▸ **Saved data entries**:
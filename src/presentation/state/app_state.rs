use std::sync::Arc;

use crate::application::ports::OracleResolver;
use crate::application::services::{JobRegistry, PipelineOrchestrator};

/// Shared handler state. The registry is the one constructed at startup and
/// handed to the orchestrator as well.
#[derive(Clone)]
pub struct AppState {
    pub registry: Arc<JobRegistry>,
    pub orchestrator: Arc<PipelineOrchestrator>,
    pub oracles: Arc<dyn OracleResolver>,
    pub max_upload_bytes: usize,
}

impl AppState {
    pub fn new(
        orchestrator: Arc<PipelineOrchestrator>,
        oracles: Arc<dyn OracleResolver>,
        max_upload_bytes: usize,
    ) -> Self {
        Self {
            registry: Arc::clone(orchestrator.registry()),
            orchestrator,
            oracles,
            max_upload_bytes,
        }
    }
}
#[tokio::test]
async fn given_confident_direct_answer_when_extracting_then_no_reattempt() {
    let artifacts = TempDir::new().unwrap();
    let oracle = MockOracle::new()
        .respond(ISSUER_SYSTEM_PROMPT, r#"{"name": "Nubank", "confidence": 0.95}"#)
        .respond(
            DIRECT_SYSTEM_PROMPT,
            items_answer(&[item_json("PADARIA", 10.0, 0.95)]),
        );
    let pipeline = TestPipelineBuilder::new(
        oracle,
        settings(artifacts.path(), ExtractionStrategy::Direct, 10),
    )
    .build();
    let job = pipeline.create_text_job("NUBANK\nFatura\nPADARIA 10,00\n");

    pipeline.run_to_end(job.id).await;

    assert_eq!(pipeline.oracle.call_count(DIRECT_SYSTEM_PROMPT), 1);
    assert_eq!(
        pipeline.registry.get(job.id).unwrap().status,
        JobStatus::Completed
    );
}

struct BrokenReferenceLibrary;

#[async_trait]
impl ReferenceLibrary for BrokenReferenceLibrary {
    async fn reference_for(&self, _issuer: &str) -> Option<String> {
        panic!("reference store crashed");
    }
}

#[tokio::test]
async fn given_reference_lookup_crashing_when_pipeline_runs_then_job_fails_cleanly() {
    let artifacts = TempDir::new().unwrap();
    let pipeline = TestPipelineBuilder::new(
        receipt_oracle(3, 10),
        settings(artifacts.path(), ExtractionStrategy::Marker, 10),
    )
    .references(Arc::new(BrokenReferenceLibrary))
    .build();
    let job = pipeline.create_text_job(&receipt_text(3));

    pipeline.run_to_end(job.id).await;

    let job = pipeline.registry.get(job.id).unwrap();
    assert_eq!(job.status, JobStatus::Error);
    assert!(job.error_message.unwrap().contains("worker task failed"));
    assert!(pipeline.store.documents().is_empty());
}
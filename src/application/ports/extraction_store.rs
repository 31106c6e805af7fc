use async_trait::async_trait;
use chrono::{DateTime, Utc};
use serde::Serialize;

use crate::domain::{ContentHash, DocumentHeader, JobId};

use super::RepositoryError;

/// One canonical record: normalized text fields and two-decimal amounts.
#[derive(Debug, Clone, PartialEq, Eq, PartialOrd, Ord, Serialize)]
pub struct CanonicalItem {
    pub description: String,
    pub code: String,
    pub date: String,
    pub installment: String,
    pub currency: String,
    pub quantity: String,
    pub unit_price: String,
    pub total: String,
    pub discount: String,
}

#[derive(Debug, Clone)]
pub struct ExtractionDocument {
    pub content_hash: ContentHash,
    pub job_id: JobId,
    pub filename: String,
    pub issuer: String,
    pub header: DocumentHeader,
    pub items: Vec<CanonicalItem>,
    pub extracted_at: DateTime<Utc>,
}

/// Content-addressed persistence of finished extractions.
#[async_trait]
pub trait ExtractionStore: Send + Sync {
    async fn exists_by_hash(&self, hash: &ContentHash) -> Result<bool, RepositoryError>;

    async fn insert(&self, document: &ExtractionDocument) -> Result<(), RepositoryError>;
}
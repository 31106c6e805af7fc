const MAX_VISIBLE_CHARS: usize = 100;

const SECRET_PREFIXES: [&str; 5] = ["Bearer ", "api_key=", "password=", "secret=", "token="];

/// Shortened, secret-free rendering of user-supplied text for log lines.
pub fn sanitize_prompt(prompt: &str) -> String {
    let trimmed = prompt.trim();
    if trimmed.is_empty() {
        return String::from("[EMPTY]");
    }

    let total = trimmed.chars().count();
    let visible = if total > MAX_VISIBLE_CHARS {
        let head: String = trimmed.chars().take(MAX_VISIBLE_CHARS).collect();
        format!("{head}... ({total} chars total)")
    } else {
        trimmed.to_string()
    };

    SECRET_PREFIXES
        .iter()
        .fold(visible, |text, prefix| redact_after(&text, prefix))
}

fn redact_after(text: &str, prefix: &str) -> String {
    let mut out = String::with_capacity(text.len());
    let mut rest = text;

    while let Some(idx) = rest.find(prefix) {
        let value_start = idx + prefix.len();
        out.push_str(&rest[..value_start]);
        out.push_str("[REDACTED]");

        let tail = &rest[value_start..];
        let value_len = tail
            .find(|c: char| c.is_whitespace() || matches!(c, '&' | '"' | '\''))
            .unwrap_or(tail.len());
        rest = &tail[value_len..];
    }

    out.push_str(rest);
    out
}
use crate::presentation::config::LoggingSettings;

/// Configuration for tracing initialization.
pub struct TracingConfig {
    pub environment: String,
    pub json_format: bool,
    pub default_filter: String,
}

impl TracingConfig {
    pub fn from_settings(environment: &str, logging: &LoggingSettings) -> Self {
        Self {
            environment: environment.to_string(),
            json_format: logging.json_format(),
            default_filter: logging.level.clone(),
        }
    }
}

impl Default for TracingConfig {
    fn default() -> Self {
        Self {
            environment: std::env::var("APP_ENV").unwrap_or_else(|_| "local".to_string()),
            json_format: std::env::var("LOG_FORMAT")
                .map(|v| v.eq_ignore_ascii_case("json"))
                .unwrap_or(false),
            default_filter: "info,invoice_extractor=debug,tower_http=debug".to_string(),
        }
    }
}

▸ **Try it**:
The whole of the data must be given back word for word.

▸ **Answer section**:
filename src/presentation/state/app_state.rs
use std::sync::Arc;

use crate::application::ports::OracleResolver;
use crate::application::services::{JobRegistry, PipelineOrchestrator};

/// Shared handler state. The registry is the one constructed at startup and
/// handed to the orchestrator as well.
#[derive(Clone)]
pub struct AppState {
    pub registry: Arc<JobRegistry>,
    pub orchestrator: Arc<PipelineOrchestrator>,
    pub oracles: Arc<dyn OracleResolver>,
    pub max_upload_bytes: usize,
}

impl AppState {
    pub fn new(
        orchestrator: Arc<PipelineOrchestrator>,
        oracles: Arc<dyn OracleResolver>,
        max_upload_bytes: usize,
    ) -> Self {
        Self {
            registry: Arc::clone(orchestrator.registry()),
            orchestrator,
            oracles,
            max_upload_bytes,
        }
    }
}
#[tokio::test]
async fn given_confident_direct_answer_when_extracting_then_no_reattempt() {
    let artifacts = TempDir::new().unwrap();
    let oracle = MockOracle::new()
        .respond(ISSUER_SYSTEM_PROMPT, r#"{"name": "Nubank", "confidence": 0.95}"#)
        .respond(
            DIRECT_SYSTEM_PROMPT,
            items_answer(&[item_json("PADARIA", 10.0, 0.95)]),
        );
    let pipeline = TestPipelineBuilder::new(
        oracle,
        settings(artifacts.path(), ExtractionStrategy::Direct, 10),
    )
    .build();
    let job = pipeline.create_text_job("NUBANK\nFatura\nPADARIA 10,00\n");

    pipeline.run_to_end(job.id).await;

    assert_eq!(pipeline.oracle.call_count(DIRECT_SYSTEM_PROMPT), 1);
    assert_eq!(
        pipeline.registry.get(job.id).unwrap().status,
        JobStatus::Completed
    );
}

struct BrokenReferenceLibrary;

#[async_trait]
impl ReferenceLibrary for BrokenReferenceLibrary {
    async fn reference_for(&self, _issuer: &str) -> Option<String> {
        panic!("reference store crashed");
    }
}

#[tokio::test]
async fn given_reference_lookup_crashing_when_pipeline_runs_then_job_fails_cleanly() {
    let artifacts = TempDir::new().unwrap();
    let pipeline = TestPipelineBuilder::new(
        receipt_oracle(3, 10),
        settings(artifacts.path(), ExtractionStrategy::Marker, 10),
    )
    .references(Arc::new(BrokenReferenceLibrary))
    .build();
    let job = pipeline.create_text_job(&receipt_text(3));

    pipeline.run_to_end(job.id).await;

    let job = pipeline.registry.get(job.id).unwrap();
    assert_eq!(job.status, JobStatus::Error);
    assert!(job.error_message.unwrap().contains("worker task failed"));
    assert!(pipeline.store.documents().is_empty());
}
filename src/application/ports/extraction_store.rs
repository 31106c6e805af7fc
use async_trait::async_trait;
use chrono::{DateTime, Utc};
use serde::Serialize;

use crate::domain::{ContentHash, DocumentHeader, JobId};

use super::RepositoryError;

/// One canonical record: normalized text fields and two-decimal amounts.
#[derive(Debug, Clone, PartialEq, Eq, PartialOrd, Ord, Serialize)]
pub struct CanonicalItem {
    pub description: String,
    pub code: String,
    pub date: String,
    pub installment: String,
    pub currency: String,
    pub quantity: String,
    pub unit_price: String,
    pub total: String,
    pub discount: String,
}

#[derive(Debug, Clone)]
pub struct ExtractionDocument {
    pub content_hash: ContentHash,
    pub job_id: JobId,
    pub filename: String,
    pub issuer: String,
    pub header: DocumentHeader,
    pub items: Vec<CanonicalItem>,
    pub extracted_at: DateTime<Utc>,
}

/// Content-addressed persistence of finished extractions.
#[async_trait]
pub trait ExtractionStore: Send + Sync {
    async fn exists_by_hash(&self, hash: &ContentHash) -> Result<bool, RepositoryError>;

    async fn insert(&self, document: &ExtractionDocument) -> Result<(), RepositoryError>;
}
repository 31106c6e805af7fc
const MAX_VISIBLE_CHARS: usize = 100;

const SECRET_PREFIXES: [&str; 5] = ["Bearer ", "api_key=", "password=", "secret=", "token="];

/// Shortened, secret-free rendering of user-supplied text for log lines.
pub fn sanitize_prompt(prompt: &str) -> String {
    let trimmed = prompt.trim();
    if trimmed.is_empty() {
        return String::from("[EMPTY]");
    }

    let total = trimmed.chars().count();
    let visible = if total > MAX_VISIBLE_CHARS {
        let head: String = trimmed.chars().take(MAX_VISIBLE_CHARS).collect();
        format!("{head}... ({total} chars total)")
    } else {
        trimmed.to_string()
    };

    SECRET_PREFIXES
        .iter()
        .fold(visible, |text, prefix| redact_after(&text, prefix))
}

fn redact_after(text: &str, prefix: &str) -> String {
    let mut out = String::with_capacity(text.len());
    let mut rest = text;

    while let Some(idx) = rest.find(prefix) {
        let value_start = idx + prefix.len();
        out.push_str(&rest[..value_start]);
        out.push_str("[REDACTED]");

        let tail = &rest[value_start..];
        let value_len = tail
            .find(|c: char| c.is_whitespace() || matches!(c, '&' | '"' | '\''))
            .unwrap_or(tail.len());
        rest = &tail[value_len..];
    }

    out.push_str(rest);
    out
}
use crate::presentation::config::LoggingSettings;

/// Configuration for tracing initialization.
pub struct TracingConfig {
    pub environment: String,
    pub json_format: bool,
    pub default_filter: String,
}

impl TracingConfig {
    pub fn from_settings(environment: &str, logging: &LoggingSettings) -> Self {
        Self {
            environment: environment.to_string(),
            json_format: logging.json_format(),
            default_filter: logging.level.clone(),
        }
    }
}

impl Default for TracingConfig {
    fn default() -> Self {
        Self {
            environment: std::env::var("APP_ENV").unwrap_or_else(|_| "local".to_string()),
            json_format: std::env::var("LOG_FORMAT")
                .map(|v| v.eq_ignore_ascii_case("json"))
                .unwrap_or(false),
            default_filter: "info,invoice_extractor=debug,tower_http=debug".to_string(),
        }
    }
}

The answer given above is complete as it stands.